#### Brief
Copy out every line in the entries below that includes "BonusSchedule".

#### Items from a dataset
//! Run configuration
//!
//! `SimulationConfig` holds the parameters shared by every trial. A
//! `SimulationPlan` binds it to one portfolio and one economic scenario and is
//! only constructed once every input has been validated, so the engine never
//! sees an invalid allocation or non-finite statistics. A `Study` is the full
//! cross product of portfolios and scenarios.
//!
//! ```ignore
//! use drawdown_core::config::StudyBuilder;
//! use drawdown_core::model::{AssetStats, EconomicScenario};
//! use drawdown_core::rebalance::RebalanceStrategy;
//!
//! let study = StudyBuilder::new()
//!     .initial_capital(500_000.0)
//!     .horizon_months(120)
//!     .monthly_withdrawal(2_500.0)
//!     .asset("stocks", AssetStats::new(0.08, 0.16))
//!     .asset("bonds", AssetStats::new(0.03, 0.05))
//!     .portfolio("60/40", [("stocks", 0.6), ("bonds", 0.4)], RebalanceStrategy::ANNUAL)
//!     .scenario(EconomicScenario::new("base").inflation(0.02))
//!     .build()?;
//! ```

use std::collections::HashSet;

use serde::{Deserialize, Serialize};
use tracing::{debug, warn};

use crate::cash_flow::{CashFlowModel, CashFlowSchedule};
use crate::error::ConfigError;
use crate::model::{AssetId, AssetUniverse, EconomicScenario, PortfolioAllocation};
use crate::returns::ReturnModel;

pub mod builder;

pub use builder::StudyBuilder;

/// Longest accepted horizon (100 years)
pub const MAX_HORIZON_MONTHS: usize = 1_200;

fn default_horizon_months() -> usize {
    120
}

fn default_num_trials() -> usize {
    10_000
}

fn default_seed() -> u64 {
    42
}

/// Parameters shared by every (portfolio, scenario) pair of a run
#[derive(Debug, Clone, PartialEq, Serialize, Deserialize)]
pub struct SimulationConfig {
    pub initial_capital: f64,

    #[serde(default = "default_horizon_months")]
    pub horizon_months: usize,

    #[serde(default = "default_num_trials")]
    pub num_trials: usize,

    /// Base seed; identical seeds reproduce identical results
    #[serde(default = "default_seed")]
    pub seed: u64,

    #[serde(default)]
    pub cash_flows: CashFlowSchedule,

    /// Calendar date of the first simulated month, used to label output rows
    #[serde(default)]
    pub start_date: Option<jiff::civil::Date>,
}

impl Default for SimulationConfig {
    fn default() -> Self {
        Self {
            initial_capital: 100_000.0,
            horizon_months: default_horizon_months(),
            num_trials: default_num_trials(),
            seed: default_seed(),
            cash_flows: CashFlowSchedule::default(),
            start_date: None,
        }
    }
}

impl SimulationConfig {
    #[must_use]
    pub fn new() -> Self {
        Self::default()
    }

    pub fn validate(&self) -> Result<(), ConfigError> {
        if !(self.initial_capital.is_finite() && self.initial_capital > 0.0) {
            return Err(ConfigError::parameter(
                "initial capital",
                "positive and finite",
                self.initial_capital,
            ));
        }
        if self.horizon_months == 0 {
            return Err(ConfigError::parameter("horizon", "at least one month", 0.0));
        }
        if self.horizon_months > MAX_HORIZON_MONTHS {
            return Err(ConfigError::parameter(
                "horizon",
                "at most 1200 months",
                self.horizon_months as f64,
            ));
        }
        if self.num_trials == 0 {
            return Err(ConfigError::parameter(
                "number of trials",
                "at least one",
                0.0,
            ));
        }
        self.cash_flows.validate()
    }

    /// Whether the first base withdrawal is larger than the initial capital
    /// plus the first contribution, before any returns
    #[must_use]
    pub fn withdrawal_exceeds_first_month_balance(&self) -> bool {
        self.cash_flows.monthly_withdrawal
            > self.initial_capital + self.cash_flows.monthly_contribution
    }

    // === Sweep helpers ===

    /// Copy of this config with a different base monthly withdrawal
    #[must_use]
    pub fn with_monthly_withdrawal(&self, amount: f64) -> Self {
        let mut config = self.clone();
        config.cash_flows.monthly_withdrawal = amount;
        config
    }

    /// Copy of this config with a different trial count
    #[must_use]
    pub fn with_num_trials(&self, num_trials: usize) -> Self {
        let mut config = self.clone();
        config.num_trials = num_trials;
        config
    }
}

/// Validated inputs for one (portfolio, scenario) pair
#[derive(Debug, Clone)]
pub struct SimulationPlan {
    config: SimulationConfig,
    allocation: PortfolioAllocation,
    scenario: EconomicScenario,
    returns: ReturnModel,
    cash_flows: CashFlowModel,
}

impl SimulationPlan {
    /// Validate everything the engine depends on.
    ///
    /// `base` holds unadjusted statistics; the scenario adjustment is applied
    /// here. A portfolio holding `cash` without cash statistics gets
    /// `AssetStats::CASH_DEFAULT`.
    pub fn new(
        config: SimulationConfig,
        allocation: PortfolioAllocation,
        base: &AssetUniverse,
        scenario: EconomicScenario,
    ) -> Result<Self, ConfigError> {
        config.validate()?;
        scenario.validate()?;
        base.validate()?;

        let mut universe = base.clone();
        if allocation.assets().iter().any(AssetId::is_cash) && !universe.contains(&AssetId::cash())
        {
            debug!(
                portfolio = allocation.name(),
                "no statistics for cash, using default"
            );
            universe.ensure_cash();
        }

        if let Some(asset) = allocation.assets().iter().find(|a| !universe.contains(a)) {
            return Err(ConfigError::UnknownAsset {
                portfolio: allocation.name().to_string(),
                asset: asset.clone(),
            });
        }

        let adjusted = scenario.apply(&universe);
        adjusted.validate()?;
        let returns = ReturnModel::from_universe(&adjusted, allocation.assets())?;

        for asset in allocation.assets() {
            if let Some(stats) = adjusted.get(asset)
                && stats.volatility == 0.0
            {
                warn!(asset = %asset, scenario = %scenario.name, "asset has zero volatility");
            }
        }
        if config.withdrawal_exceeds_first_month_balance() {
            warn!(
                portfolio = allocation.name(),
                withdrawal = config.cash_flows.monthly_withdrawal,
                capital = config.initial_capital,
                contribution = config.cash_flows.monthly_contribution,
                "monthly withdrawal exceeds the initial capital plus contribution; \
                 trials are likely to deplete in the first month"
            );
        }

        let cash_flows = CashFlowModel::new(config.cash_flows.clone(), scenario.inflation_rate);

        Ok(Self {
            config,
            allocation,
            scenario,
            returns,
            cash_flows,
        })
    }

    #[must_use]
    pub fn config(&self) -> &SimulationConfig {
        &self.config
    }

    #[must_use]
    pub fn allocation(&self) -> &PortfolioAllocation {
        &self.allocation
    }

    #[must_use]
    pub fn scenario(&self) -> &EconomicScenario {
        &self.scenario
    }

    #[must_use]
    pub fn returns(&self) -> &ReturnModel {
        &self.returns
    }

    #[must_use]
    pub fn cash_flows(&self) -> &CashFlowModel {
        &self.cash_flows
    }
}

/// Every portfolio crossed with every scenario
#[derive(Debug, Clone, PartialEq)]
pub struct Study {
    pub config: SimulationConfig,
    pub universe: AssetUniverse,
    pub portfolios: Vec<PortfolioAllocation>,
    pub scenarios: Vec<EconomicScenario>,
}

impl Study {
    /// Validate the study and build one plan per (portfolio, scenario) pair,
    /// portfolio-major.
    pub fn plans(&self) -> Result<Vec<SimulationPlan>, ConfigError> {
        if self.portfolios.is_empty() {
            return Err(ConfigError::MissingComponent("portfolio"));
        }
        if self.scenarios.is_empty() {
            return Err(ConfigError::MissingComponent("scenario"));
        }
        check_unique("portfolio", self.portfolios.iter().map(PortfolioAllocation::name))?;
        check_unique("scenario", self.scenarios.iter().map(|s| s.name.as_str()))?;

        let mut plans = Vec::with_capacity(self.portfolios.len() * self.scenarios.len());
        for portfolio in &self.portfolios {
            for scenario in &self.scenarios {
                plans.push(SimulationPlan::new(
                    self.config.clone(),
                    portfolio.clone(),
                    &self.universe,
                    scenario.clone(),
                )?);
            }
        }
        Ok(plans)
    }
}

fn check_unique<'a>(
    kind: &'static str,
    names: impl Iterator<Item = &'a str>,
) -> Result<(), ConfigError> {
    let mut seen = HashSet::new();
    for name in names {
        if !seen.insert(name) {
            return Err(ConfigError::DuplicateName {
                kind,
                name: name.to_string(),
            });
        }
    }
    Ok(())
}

* * *

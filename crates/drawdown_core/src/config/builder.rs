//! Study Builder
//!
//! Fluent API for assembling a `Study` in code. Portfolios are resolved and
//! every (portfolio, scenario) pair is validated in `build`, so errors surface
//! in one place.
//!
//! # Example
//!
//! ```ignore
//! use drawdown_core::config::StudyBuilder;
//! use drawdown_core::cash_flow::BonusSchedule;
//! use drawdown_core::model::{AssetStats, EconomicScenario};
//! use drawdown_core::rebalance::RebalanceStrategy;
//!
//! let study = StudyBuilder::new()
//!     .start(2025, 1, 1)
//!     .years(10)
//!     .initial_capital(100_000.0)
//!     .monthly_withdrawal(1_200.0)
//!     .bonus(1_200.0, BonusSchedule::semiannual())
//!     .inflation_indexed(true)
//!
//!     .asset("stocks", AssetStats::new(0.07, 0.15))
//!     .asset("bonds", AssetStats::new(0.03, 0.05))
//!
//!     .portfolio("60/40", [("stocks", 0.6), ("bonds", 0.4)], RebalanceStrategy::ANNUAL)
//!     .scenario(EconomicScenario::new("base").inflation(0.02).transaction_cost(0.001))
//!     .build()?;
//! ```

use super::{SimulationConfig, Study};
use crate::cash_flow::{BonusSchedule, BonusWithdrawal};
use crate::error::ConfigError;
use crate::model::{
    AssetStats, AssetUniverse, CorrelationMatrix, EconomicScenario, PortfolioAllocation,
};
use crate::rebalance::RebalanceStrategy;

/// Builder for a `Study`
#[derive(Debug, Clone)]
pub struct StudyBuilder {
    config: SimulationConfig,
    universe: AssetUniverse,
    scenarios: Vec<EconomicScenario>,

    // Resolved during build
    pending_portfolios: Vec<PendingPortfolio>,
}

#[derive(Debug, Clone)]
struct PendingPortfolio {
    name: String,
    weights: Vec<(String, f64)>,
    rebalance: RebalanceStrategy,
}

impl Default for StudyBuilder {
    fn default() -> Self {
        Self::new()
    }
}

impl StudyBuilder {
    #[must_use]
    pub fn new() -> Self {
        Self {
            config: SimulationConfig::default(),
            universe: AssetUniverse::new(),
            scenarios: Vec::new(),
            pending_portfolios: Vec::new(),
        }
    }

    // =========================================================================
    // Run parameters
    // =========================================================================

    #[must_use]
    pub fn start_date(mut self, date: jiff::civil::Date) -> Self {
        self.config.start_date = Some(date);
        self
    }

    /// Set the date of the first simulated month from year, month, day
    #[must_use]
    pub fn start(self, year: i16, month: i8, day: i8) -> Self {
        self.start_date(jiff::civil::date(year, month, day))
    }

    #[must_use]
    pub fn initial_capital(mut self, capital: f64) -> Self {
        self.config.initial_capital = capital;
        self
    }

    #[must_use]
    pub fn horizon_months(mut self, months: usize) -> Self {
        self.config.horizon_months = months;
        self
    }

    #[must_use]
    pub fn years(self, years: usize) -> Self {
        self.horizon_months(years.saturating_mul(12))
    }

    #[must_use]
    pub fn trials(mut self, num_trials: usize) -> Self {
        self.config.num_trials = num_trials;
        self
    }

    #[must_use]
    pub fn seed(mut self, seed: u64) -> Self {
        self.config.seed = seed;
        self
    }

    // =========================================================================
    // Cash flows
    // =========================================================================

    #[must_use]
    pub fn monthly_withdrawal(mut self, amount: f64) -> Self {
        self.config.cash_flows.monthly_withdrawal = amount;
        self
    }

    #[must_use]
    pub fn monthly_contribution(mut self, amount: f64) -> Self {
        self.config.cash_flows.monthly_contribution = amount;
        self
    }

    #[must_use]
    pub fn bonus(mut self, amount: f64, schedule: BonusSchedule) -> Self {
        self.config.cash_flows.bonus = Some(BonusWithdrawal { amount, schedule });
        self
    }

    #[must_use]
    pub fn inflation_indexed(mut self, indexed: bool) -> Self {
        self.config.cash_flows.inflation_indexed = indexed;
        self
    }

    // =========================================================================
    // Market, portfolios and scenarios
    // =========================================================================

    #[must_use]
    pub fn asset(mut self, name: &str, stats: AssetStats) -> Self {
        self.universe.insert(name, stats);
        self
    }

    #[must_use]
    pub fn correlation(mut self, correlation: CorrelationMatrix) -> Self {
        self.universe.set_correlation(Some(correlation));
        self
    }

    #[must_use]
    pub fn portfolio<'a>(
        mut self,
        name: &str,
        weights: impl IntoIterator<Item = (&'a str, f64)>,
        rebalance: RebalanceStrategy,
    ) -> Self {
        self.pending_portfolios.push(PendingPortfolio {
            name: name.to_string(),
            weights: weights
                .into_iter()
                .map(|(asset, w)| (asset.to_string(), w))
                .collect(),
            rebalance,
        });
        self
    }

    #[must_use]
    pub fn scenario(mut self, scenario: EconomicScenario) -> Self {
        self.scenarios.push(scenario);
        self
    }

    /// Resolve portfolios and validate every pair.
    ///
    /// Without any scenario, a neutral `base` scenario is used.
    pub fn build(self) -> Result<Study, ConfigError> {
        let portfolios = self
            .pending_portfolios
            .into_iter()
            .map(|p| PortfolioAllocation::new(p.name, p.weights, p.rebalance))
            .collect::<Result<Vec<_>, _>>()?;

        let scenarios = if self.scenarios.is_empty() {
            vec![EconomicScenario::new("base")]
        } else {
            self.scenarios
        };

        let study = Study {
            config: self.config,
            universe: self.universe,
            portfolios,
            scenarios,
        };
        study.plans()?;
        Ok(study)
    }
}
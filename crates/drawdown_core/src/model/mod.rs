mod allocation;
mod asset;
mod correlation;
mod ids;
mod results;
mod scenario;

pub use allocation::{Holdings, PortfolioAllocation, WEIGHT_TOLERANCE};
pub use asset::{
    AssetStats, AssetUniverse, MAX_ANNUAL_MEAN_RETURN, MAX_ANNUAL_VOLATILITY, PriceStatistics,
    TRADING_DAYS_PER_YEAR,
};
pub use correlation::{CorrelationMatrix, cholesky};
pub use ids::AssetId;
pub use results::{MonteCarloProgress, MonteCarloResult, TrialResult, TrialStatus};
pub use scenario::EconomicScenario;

#### Solution for this exercise
//! use drawdown_core::cash_flow::BonusSchedule;
//!     .bonus(1_200.0, BonusSchedule::semiannual())
use crate::cash_flow::{BonusSchedule, BonusWithdrawal};
    pub fn bonus(mut self, amount: f64, schedule: BonusSchedule) -> Self {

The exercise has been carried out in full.